## Work order:
Verbatim, and with nothing else, reproduce the data below from its first line through the line containing "fn failing_writer() ->".

## Material shown:
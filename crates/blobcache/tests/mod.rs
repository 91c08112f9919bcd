use std::{
    sync::{Arc, Mutex},
    thread,
};

use blobcache::{
    CacheConfig, CountingMetrics, Executors, Listener, ManualExecutor, NodeRoleSet, RegionChannel,
    Result, SharedBlobCacheService, SizeSetting, SystemClock, TestClock,
};
use tempfile::TempDir;

/// Writer that fills a gap with a fixed byte and records its length via
/// `Gap::on_progress`, matching the monotonic-progress contract.
fn fill_writer(byte: u8) -> blobcache::Writer {
    Arc::new(move |channel: &RegionChannel, gap: &blobcache::Gap| {
        let data = vec![byte; gap.len() as usize];
        channel.write_at(gap.start(), &data);
        gap.on_progress(gap.len());
        Ok(())
    })
}

/// Writer that always fails, for population-failure tests.
fn failing_writer() -> blobcache::Writer {
    Arc::new(|_channel: &RegionChannel, _gap: &blobcache::Gap| {
        Err(blobcache::Error::InvariantViolation("simulated write failure".into()))
    })
}

/// Reader returning the bytes at `range` as an owned `Vec<u8>`.
fn byte_reader(range: (u64, u64)) -> blobcache::Reader<Vec<u8>> {
    Arc::new(move |channel: &RegionChannel| channel.read_at(range.0, range.1 - range.0).to_vec())
}

fn setup_manual(
    region_size: u64,
    shared_size: u64,
    min_time_delta_millis: u64,
) -> Result<(SharedBlobCacheService<String>, TempDir, Arc<TestClock>, Arc<ManualExecutor>)> {
    let temp_dir = TempDir::new()?;
    let path = temp_dir.path().join("cache.bin");
    let config = CacheConfig {
        size: SizeSetting::Absolute(shared_size),
        max_headroom: None,
        region_size,
        range_size: region_size,
        recovery_range_size: region_size,
        min_time_delta: std::time::Duration::from_millis(min_time_delta_millis),
    };
    let clock = Arc::new(TestClock::new(0));
    let (executors, manual) = Executors::manual_shared();
    let service = SharedBlobCacheService::open_for_test(
        &path,
        &config,
        shared_size,
        NodeRoleSet::frozen(),
        clock.clone(),
        executors,
    )?;
    Ok((service, temp_dir, clock, manual))
}

fn get_sync(
    service: &SharedBlobCacheService<String>,
    key: &str,
    blob_len: u64,
    region_idx: u64,
    range: (u64, u64),
    writer: blobcache::Writer,
    manual: &ManualExecutor,
) -> Result<Vec<u8>> {
    let result: Arc<Mutex<Option<Result<Vec<u8>>>>> = Arc::new(Mutex::new(None));
    let result_slot = result.clone();
    service.get(
        key.to_string(),
        blob_len,
        region_idx,
        range,
        range,
        writer,
        byte_reader(range),
        Box::new(move |r| {
            *result_slot.lock().unwrap() = Some(r);
        }),
    )?;
    manual.run_all();
    result.lock().unwrap().take().expect("listener never fired")
}

#[test]
fn basic_eviction() -> Result<()> {
    let (service, _temp, _clock, manual) = setup_manual(100, 500, 0)?;

    for idx in 0..3 {
        let range = if idx == 2 { (0, 50) } else { (0, 100) };
        get_sync(&service, "k", 250, idx, range, fill_writer(0xAB), &manual)?;
    }
    assert_eq!(service.free_region_count(), 2);
    assert_eq!(service.region_count(), 3);

    assert!(service.force_evict("k".to_string(), 1));
    assert_eq!(service.free_region_count(), 3);

    assert!(!service.force_evict("k".to_string(), 1));
    assert_eq!(service.free_region_count(), 3);

    Ok(())
}

#[test]
fn automatic_eviction_on_miss() -> Result<()> {
    let (service, _temp, _clock, manual) = setup_manual(100, 200, 0)?;

    get_sync(&service, "a", 100, 0, (0, 100), fill_writer(1), &manual)?;
    get_sync(&service, "b", 100, 0, (0, 100), fill_writer(2), &manual)?;
    assert_eq!(service.free_region_count(), 0);

    // Both regions are unreferenced (each `get` call released its ref),
    // so a third distinct key must evict one of them to make room.
    let data = get_sync(&service, "c", 100, 0, (0, 100), fill_writer(3), &manual)?;
    assert_eq!(data, vec![3u8; 100]);
    assert_eq!(service.free_region_count(), 0);
    assert_eq!(service.region_count(), 2);

    Ok(())
}

#[test]
fn force_evict_by_predicate() -> Result<()> {
    let (service, _temp, _clock, manual) = setup_manual(100, 500, 0)?;

    get_sync(&service, "blob-1", 100, 0, (0, 100), fill_writer(1), &manual)?;
    get_sync(&service, "blob-2", 100, 0, (0, 100), fill_writer(2), &manual)?;
    get_sync(&service, "other", 100, 0, (0, 100), fill_writer(3), &manual)?;
    assert_eq!(service.region_count(), 3);

    let evicted = service.remove_from_cache(|k: &String| k.starts_with("blob-"));
    assert_eq!(evicted, 2);
    assert_eq!(service.region_count(), 1);
    assert_eq!(service.free_region_count(), 4);

    Ok(())
}

#[test]
fn frequency_and_decay() -> Result<()> {
    let (service, _temp, clock, manual) = setup_manual(100, 200, 1_000)?;

    get_sync(&service, "k", 100, 0, (0, 100), fill_writer(1), &manual)?;
    // Freshly created: freq == 1.

    clock.advance(2_000);
    get_sync(&service, "k", 100, 0, (0, 100), fill_writer(1), &manual)?;
    // Touch past the gate: freq == 2.

    clock.advance(2_000);
    get_sync(&service, "k", 100, 0, (0, 100), fill_writer(1), &manual)?;
    // freq == 3 == FREQ_MAX, further touches don't overflow it.

    service.compute_decay();
    // Too soon since last access (< 2 * min_time_delta): no decay yet.
    assert!(!service.maybe_evict_least_used());

    clock.advance(3_000);
    service.compute_decay();
    service.compute_decay();
    service.compute_decay();
    // Three decay ticks bring freq from 3 down to 0.
    assert!(service.maybe_evict_least_used());
    assert_eq!(service.free_region_count(), 2);

    Ok(())
}

#[test]
fn coalesced_populate() -> Result<()> {
    let (service, _temp, _clock, manual) = setup_manual(1000, 2000, 0)?;

    let metrics_a: Arc<Mutex<Option<Result<Vec<u8>>>>> = Arc::new(Mutex::new(None));
    let metrics_b: Arc<Mutex<Option<Result<Vec<u8>>>>> = Arc::new(Mutex::new(None));
    let a = metrics_a.clone();
    let b = metrics_b.clone();

    let writer = fill_writer(7);
    service.get(
        "k".to_string(),
        1000,
        0,
        (0, 1000),
        (0, 1000),
        writer.clone(),
        byte_reader((0, 1000)),
        Box::new(move |r| *a.lock().unwrap() = Some(r)),
    )?;
    service.get(
        "k".to_string(),
        1000,
        0,
        (200, 800),
        (200, 800),
        writer,
        byte_reader((200, 800)),
        Box::new(move |r| *b.lock().unwrap() = Some(r)),
    )?;

    // Exactly one fill should have been scheduled: the second call's
    // range is a strict subset of the first's in-flight gap.
    assert_eq!(manual.pending(), 1);
    manual.run_all();

    let result_a = metrics_a.lock().unwrap().take().unwrap()?;
    let result_b = metrics_b.lock().unwrap().take().unwrap()?;
    assert_eq!(result_a, vec![7u8; 1000]);
    assert_eq!(result_b, vec![7u8; 600]);

    Ok(())
}

#[test]
fn populate_failure_is_retryable() -> Result<()> {
    let (service, _temp, _clock, manual) = setup_manual(100, 200, 0)?;

    let outcome: Arc<Mutex<Option<Result<Vec<u8>>>>> = Arc::new(Mutex::new(None));
    let slot = outcome.clone();
    service.get(
        "k".to_string(),
        100,
        0,
        (0, 100),
        (0, 100),
        failing_writer(),
        byte_reader((0, 100)),
        Box::new(move |r| *slot.lock().unwrap() = Some(r)),
    )?;
    manual.run_all();
    assert!(outcome.lock().unwrap().take().unwrap().is_err());

    // Retrying with a real writer must still fill the (still-unpopulated) range.
    let data = get_sync(&service, "k", 100, 0, (0, 100), fill_writer(9), &manual)?;
    assert_eq!(data, vec![9u8; 100]);

    Ok(())
}

/// Runs a `maybe_fetch_*` call to completion against `manual` and returns
/// the listener's outcome alongside the call's own synchronous bool.
fn fetch_sync(manual: &ManualExecutor, schedule: impl FnOnce(Listener<()>) -> bool) -> (bool, Result<()>) {
    let outcome: Arc<Mutex<Option<Result<()>>>> = Arc::new(Mutex::new(None));
    let slot = outcome.clone();
    let scheduled = schedule(Box::new(move |r| *slot.lock().unwrap() = Some(r)));
    manual.run_all();
    (scheduled, outcome.lock().unwrap().take().expect("listener never fired"))
}

#[test]
fn maybe_fetch_full_entry_under_pressure() -> Result<()> {
    let (service, _temp, _clock, manual) = setup_manual(100, 300, 0)?;

    // Fill all three regions with unrelated, still-referenced-free data
    // so none are force-evictable, then immediately release the refs.
    get_sync(&service, "a", 100, 0, (0, 100), fill_writer(1), &manual)?;
    get_sync(&service, "b", 100, 0, (0, 100), fill_writer(2), &manual)?;
    get_sync(&service, "c", 100, 0, (0, 100), fill_writer(3), &manual)?;
    assert_eq!(service.free_region_count(), 0);

    // blob_len spans two regions, both missing: needs 2 slots of
    // capacity, which the 3 unreferenced resident regions can supply.
    let (scheduled, result) = fetch_sync(&manual, |listener| {
        service.maybe_fetch_full_entry("d".to_string(), 200, fill_writer(4), listener)
    });
    assert!(scheduled);
    result?;

    // Both regions of "d" are now fully populated by the entry fetch
    // above: a region-level fetch must report no new work, not a
    // disguised success for an already-present region.
    let (fetched, result) = fetch_sync(&manual, |listener| {
        service.maybe_fetch_region("d".to_string(), 200, 0, fill_writer(4), listener)
    });
    assert!(!fetched);
    result?;

    let (fetched, result) = fetch_sync(&manual, |listener| {
        service.maybe_fetch_region("d".to_string(), 200, 1, fill_writer(4), listener)
    });
    assert!(!fetched);
    result?;

    Ok(())
}

#[test]
fn maybe_fetch_region_completes_partially_populated_region() -> Result<()> {
    let (service, _temp, _clock, manual) = setup_manual(100, 200, 0)?;

    // Populate only the first half of the region through a normal `get`,
    // leaving it resident in the cache but not fully covered.
    get_sync(&service, "k", 100, 0, (0, 50), fill_writer(1), &manual)?;

    // A region-level fetch must still complete the remaining gap rather
    // than treating residency as "already done" and doing nothing.
    let (fetched, result) = fetch_sync(&manual, |listener| {
        service.maybe_fetch_region("k".to_string(), 100, 0, fill_writer(2), listener)
    });
    assert!(fetched);
    result?;

    let data = get_sync(&service, "k", 100, 0, (0, 100), fill_writer(9), &manual)?;
    assert_eq!(&data[..50], &vec![1u8; 50][..]);
    assert_eq!(&data[50..], &vec![2u8; 50][..]);

    Ok(())
}

#[test]
fn maybe_evict_least_used_respects_decay_gate() -> Result<()> {
    let (service, _temp, _clock, manual) = setup_manual(100, 200, 1_000)?;

    get_sync(&service, "k", 100, 0, (0, 100), fill_writer(1), &manual)?;
    // freq == 1, never decayed: maybeEvictLeastUsed must not touch it.
    assert!(!service.maybe_evict_least_used());
    assert_eq!(service.region_count(), 1);

    Ok(())
}

#[test]
fn invariant_free_plus_live_equals_total() -> Result<()> {
    let (service, _temp, _clock, manual) = setup_manual(100, 500, 0)?;

    for (idx, key) in ["a", "b", "c"].iter().enumerate() {
        get_sync(&service, key, 100, 0, (0, 100), fill_writer(idx as u8), &manual)?;
    }
    assert_eq!(service.free_region_count() + service.region_count(), 5);

    service.force_evict("b".to_string(), 0);
    assert_eq!(service.free_region_count() + service.region_count(), 5);

    Ok(())
}

#[test]
fn disabled_cache_rejects_zero_size() -> Result<()> {
    let (service, _temp, _clock, _manual) = setup_manual(100, 0, 0)?;
    assert!(service.is_disabled());
    assert_eq!(service.region_count(), 0);
    Ok(())
}

#[test]
fn config_rejects_size_without_matching_role() {
    let config = CacheConfig {
        size: SizeSetting::Absolute(1000),
        ..CacheConfig::default()
    };
    let err = config.resolve(10_000, NodeRoleSet::NONE).unwrap_err();
    assert!(matches!(err, blobcache::Error::SizeOnWrongRole { .. }));
}

#[test]
fn config_rejects_headroom_with_absolute_size() {
    let config = CacheConfig {
        size: SizeSetting::Absolute(1000),
        max_headroom: Some(100),
        ..CacheConfig::default()
    };
    let err = config.resolve(10_000, NodeRoleSet::frozen()).unwrap_err();
    assert!(matches!(err, blobcache::Error::HeadroomWithAbsoluteSize));
}

#[test]
fn config_rejects_multiple_data_paths_on_frozen_node() {
    let config = CacheConfig {
        size: SizeSetting::Absolute(1000),
        ..CacheConfig::default()
    };
    let roles = NodeRoleSet {
        frozen: true,
        data_paths: 2,
        ..NodeRoleSet::NONE
    };
    let err = config.resolve(10_000, roles).unwrap_err();
    assert!(matches!(err, blobcache::Error::MultipleDataPathsOnFrozenNode { count: 2 }));
}

#[test]
fn config_rounds_down_to_whole_regions() -> Result<()> {
    let config = CacheConfig {
        size: SizeSetting::Absolute(250),
        region_size: 100,
        ..CacheConfig::default()
    };
    let resolved = config.resolve(10_000, NodeRoleSet::frozen())?;
    assert_eq!(resolved.num_regions, 2);
    assert_eq!(resolved.shared_cache_size, 200);
    Ok(())
}

#[test]
fn counting_metrics_observe_hits_and_misses() -> Result<()> {
    let temp_dir = TempDir::new()?;
    let path = temp_dir.path().join("cache.bin");
    let config = CacheConfig {
        size: SizeSetting::Absolute(200),
        region_size: 100,
        range_size: 100,
        recovery_range_size: 100,
        ..CacheConfig::default()
    };
    let metrics = Arc::new(CountingMetrics::default());
    let (executors, manual) = Executors::manual_shared();
    let service = SharedBlobCacheService::open(
        &path,
        &config,
        200,
        NodeRoleSet::frozen(),
        Arc::new(SystemClock),
        executors,
        metrics.clone(),
    )?;

    get_sync(&service, "k", 100, 0, (0, 100), fill_writer(1), &manual)?;
    get_sync(&service, "k", 100, 0, (0, 100), fill_writer(1), &manual)?;

    use std::sync::atomic::Ordering;
    assert_eq!(metrics.misses.load(Ordering::Relaxed), 1);
    assert_eq!(metrics.hits.load(Ordering::Relaxed), 1);
    assert_eq!(metrics.bytes_filled.load(Ordering::Relaxed), 100);

    Ok(())
}

#[test]
fn concurrent_get_on_same_region_is_safe() -> Result<()> {
    let temp_dir = TempDir::new()?;
    let path = temp_dir.path().join("cache.bin");
    let config = CacheConfig {
        size: SizeSetting::Absolute(1_000_000),
        region_size: 1_000_000,
        range_size: 1_000_000,
        recovery_range_size: 1_000_000,
        ..CacheConfig::default()
    };
    let executors = Executors::rayon_shared();
    let service = Arc::new(SharedBlobCacheService::open_for_test(
        &path,
        &config,
        1_000_000,
        NodeRoleSet::frozen(),
        Arc::new(SystemClock),
        executors,
    )?);

    let mut handles = Vec::new();
    for _ in 0..16 {
        let service = service.clone();
        handles.push(thread::spawn(move || -> Result<()> {
            let result: Arc<Mutex<Option<Result<Vec<u8>>>>> = Arc::new(Mutex::new(None));
            let slot = result.clone();
            service.get(
                "shared".to_string(),
                1_000_000,
                0,
                (0, 1_000_000),
                (0, 100),
                fill_writer(0x42),
                byte_reader((0, 100)),
                Box::new(move |r| *slot.lock().unwrap() = Some(r)),
            )?;
            loop {
                if let Some(r) = result.lock().unwrap().take() {
                    r?;
                    break;
                }
                thread::yield_now();
            }
            Ok(())
        }));
    }
    for handle in handles {
        handle.join().unwrap()?;
    }

    assert_eq!(service.region_count(), 1);
    assert_eq!(service.free_region_count(), 0);

    Ok(())
}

## Reply:
filename crates/blobcache/tests/mod.rs
repository 91c08112f9919bcd
use std::{
    sync::{Arc, Mutex},
    thread,
};

use blobcache::{
    CacheConfig, CountingMetrics, Executors, Listener, ManualExecutor, NodeRoleSet, RegionChannel,
    Result, SharedBlobCacheService, SizeSetting, SystemClock, TestClock,
};
use tempfile::TempDir;

/// Writer that fills a gap with a fixed byte and records its length via
/// `Gap::on_progress`, matching the monotonic-progress contract.
fn fill_writer(byte: u8) -> blobcache::Writer {
    Arc::new(move |channel: &RegionChannel, gap: &blobcache::Gap| {
        let data = vec![byte; gap.len() as usize];
        channel.write_at(gap.start(), &data);
        gap.on_progress(gap.len());
        Ok(())
    })
}

/// Writer that always fails, for population-failure tests.
fn failing_writer() -> blobcache::Writer {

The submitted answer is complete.